Increasing enrollment means increasing demand for student housing. With more and more second years making the transition to off-campus living every year the current borders of the ghetto are simply becoming too small to contain the upper year population. Naturally, this means that students are having to move into rented houses in areas that have not historically been the domain of the Queen’s population. While on the surface this may seem like a benign phenomenon, the consequences for students who find themselves in this situation are very real. Behaviors seen as acceptable or even commonplace in the ghetto are perceived to be antisocial or even psychotic by the residents of most neighbourhoods. Take for example the playing of beer pong on a front lawn or smoking a joint on the sidewalk. Not all hope is lost however. In recent years residential streets around Queen’s campus have been subject to a brand new phenomenon that was until now, undocumented. It’s called “de-gentrification” and how its works is simple.

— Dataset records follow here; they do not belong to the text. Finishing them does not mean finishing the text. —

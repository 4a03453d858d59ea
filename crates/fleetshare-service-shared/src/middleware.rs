//! HTTP middleware for the fleetshare service.
//!
//! - [`RequestId`]: correlation ID, also usable as an axum extractor
//! - [`extract_or_generate_request_id`]: `X-Request-ID` header or a new UUID v7
//! - [`MetricsLayer`]: tower middleware for request spans and HTTP metrics
//!
//! # Request ID Propagation
//!
//! `MetricsLayer` resolves the request ID once, stores it in the request
//! extensions for handlers, records it on the request span, and echoes it
//! back in the `X-Request-ID` response header.
//!
//! # Metrics Recording
//!
//! - `http_requests_total`: Counter by method, path, status bucket
//! - `http_request_duration_seconds`: Histogram by method, path
//! - `http_request_size_bytes`: Histogram by method, path
//! - `http_response_size_bytes`: Histogram by method, path

use std::convert::Infallible;
use std::future::Future;
use std::pin::Pin;
use std::task::{Context, Poll};
use std::time::Instant;

use axum::extract::FromRequestParts;
use axum::http::{request::Parts, HeaderMap, HeaderName, HeaderValue, Request, Response};
use pin_project_lite::pin_project;
use tower::{Layer, Service};
use tracing::{info_span, Span};
use uuid::Uuid;

/// Header carrying the request correlation ID.
pub const REQUEST_ID_HEADER: HeaderName = HeaderName::from_static("x-request-id");

/// Newtype wrapper for request correlation IDs.
#[derive(Debug, Clone, PartialEq, Eq)]
pub struct RequestId(pub String);

impl RequestId {
    pub fn new(id: impl Into<String>) -> Self {
        Self(id.into())
    }

    /// Generate a new UUID v7 (time-sortable) request ID.
    pub fn generate() -> Self {
        Self(Uuid::now_v7().to_string())
    }

    pub fn as_str(&self) -> &str {
        &self.0
    }
}

impl std::fmt::Display for RequestId {
    fn fmt(&self, f: &mut std::fmt::Formatter<'_>) -> std::fmt::Result {
        write!(f, "{}", self.0)
    }
}

impl From<&str> for RequestId {
    fn from(s: &str) -> Self {
        Self(s.to_string())
    }
}

/// Uses the ID stored by [`MetricsLayer`], falling back to the header or a
/// fresh UUID when the layer is not installed.
impl<S: Send + Sync> FromRequestParts<S> for RequestId {
    type Rejection = Infallible;

    async fn from_request_parts(parts: &mut Parts, _state: &S) -> Result<Self, Self::Rejection> {
        Ok(parts
            .extensions
            .get::<RequestId>()
            .cloned()
            .unwrap_or_else(|| extract_or_generate_request_id(&parts.headers)))
    }
}

/// Extract the request ID from headers or generate a new UUID v7.
///
/// Empty or non-UTF-8 `X-Request-ID` values are replaced.
pub fn extract_or_generate_request_id(headers: &HeaderMap) -> RequestId {
    headers
        .get(REQUEST_ID_HEADER)
        .and_then(|v| v.to_str().ok())
        .filter(|s| !s.is_empty())
        .map(RequestId::from)
        .unwrap_or_else(RequestId::generate)
}

/// Strip the query string so metric labels stay low-cardinality.
pub fn normalize_path(path: &str) -> &str {
    path.split('?').next().unwrap_or(path)
}

fn status_bucket(status: u16) -> &'static str {
    match status {
        200..=299 => "2xx",
        300..=399 => "3xx",
        400..=499 => "4xx",
        500..=599 => "5xx",
        _ => "other",
    }
}

fn content_length(headers: &HeaderMap) -> Option<f64> {
    headers
        .get(http::header::CONTENT_LENGTH)
        .and_then(|v| v.to_str().ok())
        .and_then(|v| v.parse::<f64>().ok())
}

// =============================================================================
// MetricsLayer - Tower middleware for HTTP metrics
// =============================================================================

/// Tower layer adding request IDs, a request span, and HTTP metrics.
#[derive(Debug, Clone)]
pub struct MetricsLayer;

impl<S> Layer<S> for MetricsLayer {
    type Service = MetricsMiddleware<S>;

    fn layer(&self, inner: S) -> Self::Service {
        MetricsMiddleware { inner }
    }
}

#[derive(Debug, Clone)]
pub struct MetricsMiddleware<S> {
    inner: S,
}

impl<S, ReqBody, ResBody> Service<Request<ReqBody>> for MetricsMiddleware<S>
where
    S: Service<Request<ReqBody>, Response = Response<ResBody>> + Clone + Send + 'static,
    S::Future: Send,
    ReqBody: http_body::Body + Send + 'static,
    ResBody: http_body::Body + Send + 'static,
{
    type Response = S::Response;
    type Error = S::Error;
    type Future = MetricsFuture<S::Future>;

    fn poll_ready(&mut self, cx: &mut Context<'_>) -> Poll<Result<(), Self::Error>> {
        self.inner.poll_ready(cx)
    }

    fn call(&mut self, mut req: Request<ReqBody>) -> Self::Future {
        let start = Instant::now();

        let method = req.method().to_string();
        let path = normalize_path(req.uri().path()).to_string();

        if let Some(size) = content_length(req.headers()) {
            metrics::histogram!(
                "http_request_size_bytes",
                "method" => method.clone(),
                "path" => path.clone()
            )
            .record(size);
        }

        let request_id = extract_or_generate_request_id(req.headers());
        req.extensions_mut().insert(request_id.clone());

        let span = info_span!(
            "request",
            request_id = %request_id,
            method = %method,
            path = %path,
        );

        {
            let _enter = span.enter();
            tracing::debug!("handling request");
        }

        let future = {
            let _enter = span.enter();
            self.inner.call(req)
        };

        MetricsFuture {
            inner: future,
            start,
            method,
            path,
            request_id,
            span,
        }
    }
}

pin_project! {
    /// Future wrapper that records metrics on completion.
    pub struct MetricsFuture<F> {
        #[pin]
        inner: F,
        start: Instant,
        method: String,
        path: String,
        request_id: RequestId,
        span: Span,
    }
}

impl<F, ResBody, E> Future for MetricsFuture<F>
where
    F: Future<Output = Result<Response<ResBody>, E>>,
    ResBody: http_body::Body,
{
    type Output = F::Output;

    fn poll(self: Pin<&mut Self>, cx: &mut Context<'_>) -> Poll<Self::Output> {
        let this = self.project();
        let _enter = this.span.enter();

        let mut result = match this.inner.poll(cx) {
            Poll::Pending => return Poll::Pending,
            Poll::Ready(result) => result,
        };

        let duration_secs = this.start.elapsed().as_secs_f64();
        let latency_ms = duration_secs * 1000.0;

        let status_label = match &mut result {
            Ok(response) => {
                if let Ok(value) = HeaderValue::from_str(this.request_id.as_str()) {
                    response.headers_mut().insert(REQUEST_ID_HEADER, value);
                }
                if let Some(size) = content_length(response.headers()) {
                    metrics::histogram!(
                        "http_response_size_bytes",
                        "method" => this.method.clone(),
                        "path" => this.path.clone()
                    )
                    .record(size);
                }

                let status = response.status().as_u16();
                tracing::info!(status = status, latency_ms = latency_ms, "request completed");
                status_bucket(status)
            }
            Err(_) => {
                tracing::error!(latency_ms = latency_ms, "request failed");
                "5xx"
            }
        };

        metrics::counter!(
            "http_requests_total",
            "method" => this.method.clone(),
            "path" => this.path.clone(),
            "status" => status_label
        )
        .increment(1);

        metrics::histogram!(
            "http_request_duration_seconds",
            "method" => this.method.clone(),
            "path" => this.path.clone()
        )
        .record(duration_secs);

        Poll::Ready(result)
    }
}
//! Service configuration read from the environment at startup.
//!
//! | Variable               | Default          |
//! |------------------------|------------------|
//! | `FLEETSHARE_DATA_PATH` | `/data/fleet.db` |
//! | `SERVICE_PORT`         | `8080`           |
//! | `FLEETSHARE_API_KEY`   | unset (no auth)  |
//!
//! Logging and metrics variables are documented on [`LoggingConfig`] and
//! [`MetricsConfig`].

use std::path::PathBuf;

use crate::logging::LoggingConfig;
use crate::metrics::MetricsConfig;

pub const DEFAULT_DATA_PATH: &str = "/data/fleet.db";
pub const DEFAULT_PORT: u16 = 8080;

#[derive(Debug, Clone)]
pub struct ServiceConfig {
    pub data_path: PathBuf,
    pub port: u16,
    pub api_key: Option<String>,
    pub logging: LoggingConfig,
    pub metrics: MetricsConfig,
}

impl Default for ServiceConfig {
    fn default() -> Self {
        Self {
            data_path: PathBuf::from(DEFAULT_DATA_PATH),
            port: DEFAULT_PORT,
            api_key: None,
            logging: LoggingConfig::default(),
            metrics: MetricsConfig::default(),
        }
    }
}

impl ServiceConfig {
    pub fn from_env() -> Self {
        Self::from_lookup(|name| std::env::var(name).ok())
            .with_logging(LoggingConfig::from_env())
            .with_metrics(MetricsConfig::from_env())
    }

    /// Build from an arbitrary variable source. Unparseable ports fall back
    /// to the default.
    pub fn from_lookup(lookup: impl Fn(&str) -> Option<String>) -> Self {
        let defaults = Self::default();
        let data_path = lookup("FLEETSHARE_DATA_PATH")
            .filter(|p| !p.trim().is_empty())
            .map(PathBuf::from)
            .unwrap_or(defaults.data_path);
        let port = lookup("SERVICE_PORT")
            .and_then(|p| p.trim().parse().ok())
            .unwrap_or(defaults.port);
        let api_key = lookup("FLEETSHARE_API_KEY").filter(|k| !k.trim().is_empty());

        Self {
            data_path,
            port,
            api_key,
            ..defaults
        }
    }

    fn with_logging(mut self, logging: LoggingConfig) -> Self {
        self.logging = logging;
        self
    }

    fn with_metrics(mut self, metrics: MetricsConfig) -> Self {
        self.metrics = metrics;
        self
    }
}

Take for example a street occupied entirely by non-Queen’s students. If one house becomes a rented student property, the dynamic of the neighbourhood will likely remain unchanged with the students living in the house adjusting their behavior in order to fit in with their new neighbours. Now say six groups of students all move into the neighbourhood in houses that are side by each without normal residents parsing their settlement. This is what researchers call “the critical mass of student residency”, the point at which students begin to openly partake in what is normally ghetto only conduct. Once this level of residency is achieved non-student neighbours quickly begin to move off of the street in order to escape the degeneracy of the students. Their properties are bought by sketchy landlords who in turn rent them to students and let them fall into disrepair. Thus, the street becomes a part of the student ghetto.
In order to better understand de-gentrification I spoke to a group of four housemates moving into a house on William Street east of Barrie, a neighbourhood currently on the cutting edge of being de-gentrified. Josh Williamson Sci ‘20, Trevor Hofstadt ArtSci ‘20, Kevin Lee Kin ‘20, and Nick Kapoor Sci 20 gave me their first hand account of what life at the centre of de-gentrification was like.
“It’s a lot like living in the ghetto” said Kapoor age 19 “except you get a lot of dirty looks from some of the neighbours. No one really cares enough to call anyone out on it anymore though so it’s pretty sick. There’s a lot of for sale signs on this street. I give it 5 years max and this will all be ghetto”. Hofstadt agreed with Kapoor.
“Yeah like we’ll funnel beers from the roof down to the lawn and even though you can tell that some of the neighbours think you’re an unsophisticated savage they kind of get that it’s just the way of the future at this point”.
“You can’t get in the way of progress” added Williamson
When asked about what he thought the future of the ghetto would be like, Kevin Lee had this to say “It’s definitely gonna grow over time. You know we’ve got more students coming here every year and they all need a place to get shitfaced drunk and pass out on lawns. The only way that’s gonna happen is if the ghetto can expand its territory in the coming years. Frankly, I’m pretty fucking stoked for it”.